The second round was pretty much the same until James who had already had a couple of fights, caught Justin with a sloppy but strong arm bar. This ends the fight but it showed the talent of both fighters too. This made the wait a bit more except able.

James Fairhead via Arm Bar

After a little confusion it was a K1 style match between John McKarthy of Big Fat Gypsie Wedding fame. This was a very miss matched fight where John destroyed his opponent with in the first round with very little resistance.

The next fight was James Thrower's fight against ? I can not tell you his namethere lost it. When I heard James was fighting I was looking forward to seeing him fight....

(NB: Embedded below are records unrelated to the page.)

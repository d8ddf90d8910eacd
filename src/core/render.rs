//! Content rendering: the `Content` column.
//!
//! Text segments are reassembled with Markdown-style markers, attachments are
//! described inline, and system events get a short English sentence.

use std::borrow::Cow;

use super::classify::{ContentKinds, EventType};
use super::models::{
    Attachment, ChatMessage, Event, EventPayload, Formatting, HangoutEvent, MediaType, Place,
    Segment,
};
use super::participants::ParticipantTable;

/// An inline formatting flag and the marker that wraps text carrying it.
#[derive(Debug, Clone, Copy, PartialEq, Eq)]
pub enum FormatFlag {
    Bold,
    Italics,
    Strikethrough,
    Underline,
}

impl FormatFlag {
    pub fn is_set(self, formatting: &Formatting) -> bool {
        match self {
            FormatFlag::Bold => formatting.bold,
            FormatFlag::Italics => formatting.italics,
            FormatFlag::Strikethrough => formatting.strikethrough,
            FormatFlag::Underline => formatting.underline,
        }
    }

    pub fn marker(self) -> &'static str {
        match self {
            FormatFlag::Bold => "**",
            FormatFlag::Italics => "*",
            FormatFlag::Strikethrough => "~",
            FormatFlag::Underline => "_",
        }
    }
}

/// Order in which wrappers are applied, innermost first.
///
/// Bold ends up innermost and underline outermost: `x` with every flag set
/// becomes `_~***x***~_`, not `_*~**x**~*_`. This is the nesting found in CSVs
/// written by earlier Hangouts-to-CSV converters, kept so old and new exports
/// of the same archive compare equal.
pub const FORMAT_ORDER: [FormatFlag; 4] = [
    FormatFlag::Bold,
    FormatFlag::Italics,
    FormatFlag::Strikethrough,
    FormatFlag::Underline,
];

/// Written for a `LINE_BREAK` segment: a literal backslash followed by `n`,
/// so each event stays on one CSV line.
pub const LINE_BREAK: &str = "\\n";

/// Wraps `text` in the markers for each flag set in `formatting`.
pub fn format_text(text: &str, formatting: &Formatting) -> String {
    if formatting.is_plain() {
        return text.to_string();
    }
    let mut out = text.to_string();
    for flag in FORMAT_ORDER {
        if flag.is_set(formatting) {
            let marker = flag.marker();
            out = format!("{marker}{out}{marker}");
        }
    }
    out
}

/// Reassembles a segment list into one string with no separators.
pub fn flatten_segments(segments: &[Segment]) -> String {
    let mut out = String::new();
    for segment in segments {
        match segment {
            Segment::Text { text, formatting } | Segment::Link { text, formatting } => {
                out.push_str(&format_text(text, formatting));
            }
            Segment::LineBreak => out.push_str(LINE_BREAK),
            Segment::Other => {}
        }
    }
    out
}

/// File name of a photo: the last path segment of its URL, percent-decoded twice.
///
/// Takeout double-encodes these names (`%2520` for a space). Bytes that do not
/// decode to UTF-8 are replaced with U+FFFD.
pub fn photo_file_name(url: &str) -> String {
    let last = url.rsplit('/').next().unwrap_or(url);
    let once = percent_decode(last);
    percent_decode(&once).into_owned()
}

fn percent_decode(s: &str) -> Cow<'_, str> {
    match urlencoding::decode_binary(s.as_bytes()) {
        Cow::Borrowed(_) => Cow::Borrowed(s),
        Cow::Owned(bytes) => Cow::Owned(String::from_utf8_lossy(&bytes).into_owned()),
    }
}

/// `<name> - <address> (<url>)`
pub fn describe_place(place: &Place) -> String {
    format!("{} - {} ({})", place.name, place.address, place.url)
}

/// Sentence for a call start or end.
pub fn describe_hangout(event: &HangoutEvent) -> Option<String> {
    match event {
        HangoutEvent::Start { media } => Some(
            match media {
                Some(MediaType::AudioVideo) => "Started video call",
                Some(MediaType::AudioOnly) => "Started audio call",
                _ => "Started call",
            }
            .to_string(),
        ),
        HangoutEvent::End { duration_secs } => {
            let mins = duration_secs / 60;
            let secs = duration_secs % 60;
            Some(if mins > 0 {
                format!("Call ended in {} mins {} secs", mins, secs)
            } else {
                format!("Call ended in {} secs", secs)
            })
        }
        HangoutEvent::Other => None,
    }
}

fn render_chat(message: &ChatMessage, kinds: ContentKinds) -> String {
    let mut parts: Vec<String> = Vec::new();
    let has_text = kinds.contains(ContentKinds::TEXT);

    if has_text {
        parts.push(flatten_segments(message.segments.as_deref().unwrap_or_default()));
    }

    if kinds.intersects(ContentKinds::IMAGE | ContentKinds::LOCATION) {
        for attachment in message.attachments.iter().flatten() {
            match attachment {
                Attachment::Photo { url } => {
                    let name = photo_file_name(url);
                    if has_text {
                        parts.push(format!(" (sent photo: {name})"));
                    } else if !parts.is_empty() {
                        parts.push(format!(", {name}"));
                    } else {
                        parts.push(name);
                    }
                }
                Attachment::Place(place) => {
                    let described = describe_place(place);
                    if parts.is_empty() {
                        parts.push(described);
                    } else {
                        parts.push(format!(", {described}"));
                    }
                }
                Attachment::Unknown(_) => {}
            }
        }
    }

    parts.concat()
}

fn render_members(ids: &[String], participants: &ParticipantTable) -> String {
    ids.iter()
        .map(|id| participants.label(id))
        .collect::<Vec<_>>()
        .join(", ")
}

/// Renders the `Content` column for `event`, classified as `event_type`.
///
/// Events that match no branch render as the empty string.
pub fn render_content(
    event: &Event,
    event_type: &EventType,
    participants: &ParticipantTable,
) -> String {
    match (&event.payload, event_type) {
        (EventPayload::Chat(message), EventType::Message(kind)) => {
            render_chat(message, kind.kinds())
        }
        (EventPayload::Rename { old_name, new_name }, EventType::Rename) => {
            format!("Renamed from \"{}\" to \"{}\"", old_name, new_name)
        }
        (EventPayload::Hangout(hangout), EventType::Call) => {
            describe_hangout(hangout).unwrap_or_default()
        }
        (EventPayload::AddMembers(ids) | EventPayload::RemoveMembers(ids), ty)
            if ty.is_membership() =>
        {
            render_members(ids, participants)
        }
        _ => String::new(),
    }
}

#[cfg(test)]
mod tests {
    use super::*;
    use crate::core::classify::classify;
    use crate::core::models::Participant;

    fn bold() -> Formatting {
        Formatting {
            bold: true,
            ..Formatting::default()
        }
    }

    fn all_flags() -> Formatting {
        Formatting {
            bold: true,
            italics: true,
            strikethrough: true,
            underline: true,
        }
    }

    fn text(s: &str) -> Segment {
        Segment::Text {
            text: s.into(),
            formatting: Formatting::default(),
        }
    }

    fn event(payload: EventPayload) -> Event {
        Event {
            sender_id: "1".into(),
            timestamp_micros: 0,
            payload,
        }
    }

    fn render(payload: EventPayload) -> String {
        let e = event(payload);
        let table = ParticipantTable::from_participants(&[
            Participant::new("1", Some("Alice".into())),
            Participant::new("2", None),
        ]);
        render_content(&e, &classify(&e), &table)
    }

    fn chat(segments: Option<Vec<Segment>>, attachments: Option<Vec<Attachment>>) -> EventPayload {
        EventPayload::Chat(ChatMessage {
            segments,
            attachments,
        })
    }

    fn photo(url: &str) -> Attachment {
        Attachment::Photo { url: url.into() }
    }

    fn place() -> Attachment {
        Attachment::Place(Place {
            name: "Cafe".into(),
            address: "1 Main St".into(),
            url: "https://maps/x".into(),
        })
    }

    #[test]
    fn test_format_single_flags() {
        assert_eq!(format_text("x", &bold()), "**x**");
        let italics = Formatting {
            italics: true,
            ..Formatting::default()
        };
        assert_eq!(format_text("x", &italics), "*x*");
        assert_eq!(format_text("x", &Formatting::default()), "x");
    }

    #[test]
    fn test_format_all_flags_nesting() {
        assert_eq!(format_text("x", &all_flags()), "_~***x***~_");
    }

    #[test]
    fn test_flatten_segments() {
        let segments = vec![
            text("Hello "),
            Segment::Text {
                text: "world".into(),
                formatting: bold(),
            },
            Segment::LineBreak,
            Segment::Link {
                text: "https://example.com".into(),
                formatting: Formatting::default(),
            },
            Segment::Other,
        ];
        assert_eq!(
            flatten_segments(&segments),
            "Hello **world**\\nhttps://example.com"
        );
    }

    #[test]
    fn test_line_break_is_literal_backslash_n() {
        let out = flatten_segments(&[text("a"), Segment::LineBreak, text("b")]);
        assert_eq!(out, "a\\nb");
        assert!(!out.contains('\n'));
    }

    #[test]
    fn test_photo_file_name_double_decoded() {
        assert_eq!(
            photo_file_name("https://lh3.googleusercontent.com/abc/name%2520with%2520space.jpg"),
            "name with space.jpg"
        );
        assert_eq!(photo_file_name("plain.jpg"), "plain.jpg");
    }

    #[test]
    fn test_text_with_photo() {
        let out = render(chat(Some(vec![text("look")]), Some(vec![photo("https://x/a%2520b.jpg")])));
        assert_eq!(out, "look (sent photo: a b.jpg)");
    }

    #[test]
    fn test_photos_without_text() {
        let out = render(chat(None, Some(vec![photo("https://x/a.jpg"), photo("https://x/b.jpg")])));
        assert_eq!(out, "a.jpg, b.jpg");
    }

    #[test]
    fn test_place_after_text_and_alone() {
        assert_eq!(
            render(chat(None, Some(vec![place()]))),
            "Cafe - 1 Main St (https://maps/x)"
        );
        assert_eq!(
            render(chat(Some(vec![text("here")]), Some(vec![place()]))),
            "here, Cafe - 1 Main St (https://maps/x)"
        );
    }

    #[test]
    fn test_unknown_attachment_renders_nothing() {
        let out = render(chat(
            None,
            Some(vec![Attachment::Unknown(vec!["THING".into()]), photo("https://x/a.jpg")]),
        ));
        assert_eq!(out, "a.jpg");
        assert_eq!(render(chat(Some(vec![text("hi")]), Some(vec![Attachment::Unknown(vec![])]))), "hi");
    }

    #[test]
    fn test_rename() {
        let out = render(EventPayload::Rename {
            old_name: "Old".into(),
            new_name: "New".into(),
        });
        assert_eq!(out, "Renamed from \"Old\" to \"New\"");
    }

    #[test]
    fn test_call_start_variants() {
        let start = |media| render(EventPayload::Hangout(HangoutEvent::Start { media }));
        assert_eq!(start(Some(MediaType::AudioVideo)), "Started video call");
        assert_eq!(start(Some(MediaType::AudioOnly)), "Started audio call");
        assert_eq!(start(Some(MediaType::Other)), "Started call");
        assert_eq!(start(None), "Started call");
    }

    #[test]
    fn test_call_end_durations() {
        let end = |duration_secs| render(EventPayload::Hangout(HangoutEvent::End { duration_secs }));
        assert_eq!(end(125), "Call ended in 2 mins 5 secs");
        assert_eq!(end(45), "Call ended in 45 secs");
        assert_eq!(end(60), "Call ended in 1 mins 0 secs");
        assert_eq!(end(0), "Call ended in 0 secs");
        assert_eq!(render(EventPayload::Hangout(HangoutEvent::Other)), "");
    }

    #[test]
    fn test_membership_names() {
        let out = render(EventPayload::AddMembers(vec!["1".into(), "2".into(), "404".into()]));
        assert_eq!(out, "Alice, 2, Unknown");
        let out = render(EventPayload::RemoveMembers(vec!["1".into()]));
        assert_eq!(out, "Alice");
    }

    #[test]
    fn test_degenerate_events_render_empty() {
        assert_eq!(render(chat(None, None)), "");
        assert_eq!(render(EventPayload::Unknown("X".into())), "");
    }

    #[test]
    fn test_mismatched_type_renders_empty() {
        let e = event(EventPayload::Rename {
            old_name: "a".into(),
            new_name: "b".into(),
        });
        let table = ParticipantTable::default();
        assert_eq!(render_content(&e, &EventType::Call, &table), "");
    }
}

when James Walked out he entered the cage and was told he was fighting Amature!!! James Thrower who is a semi pro fighter with many wins. so why was he fighting Amature? After this announcement James and his opponent started. James took many body shots that he ate with ease. He took the fight to the ground where he controlled the fight and made his opponent look awful. But he never seemed to show any interest in finishing the fight til he caught his opponent in a gillatine which his opponent survived. James was lacklustre at best but his BJJ was very good and the fight went to decision which stated he lost but later we heard it was a mix up and James won via decision. First time I've seen that!!!

The next was Tija Stanley who was fighting semi pro then he was fighting pro. For his pro debut he was fighting a 6-0-0opponent but by no stretch of the imagination was his opponent a capable fighter. Tija looked an impressive figure as he walked out into the cage. The fight started with Tija coming out with very strong shots but with the grace of a lead brick. He was flat footed but was far to much for his opponent, Tija took it to the ground where he arm barred his opponent with good basic BJJ to win the fight.

The show itself was ok for a small show but I personally felt that the show was very unorganised and lacked structure. Why there was so many changes I don't know but pullouts are very common at these events but there was more than a couple of mistakes. I saw some awful fights and some good ones but as a whole I felt that some fights where mismatched. James Thrower and Tija had the easiest night with there opponents being made to look awful but either slick Juijutsu or by being over powered. John McKarthy's fight showed that there was the fighters there but just matched wrong. The staff where great and Arron Jones was a great guy to talk to but I wanted more than we got. I feel that the show suffered from wanna be fighters not turning up and for this fact the show was made to look sloppy and unprofessional.

As normal my picks

Fight of the night - John McKarthy 1st round TKO

Best ground fighter. - James Thrower with a master Class of controlling his oppent

Best stand up - John McKarthy

Submission of the night - Tija Stanley with a arm bar

Fighter to watch - James Fairhead & Justin Doughty. Both showed promise and with time will be great fighters

I will be posting more from UCC later so keep posted.


----------



## Mmabrit (Aug 6, 2012)

I had to re post this sorry guys


----------



## Twilight (Aug 3, 2012)

Great report and looks interesting. I am going to look up UCC online to see if I can get to watch future events.


----------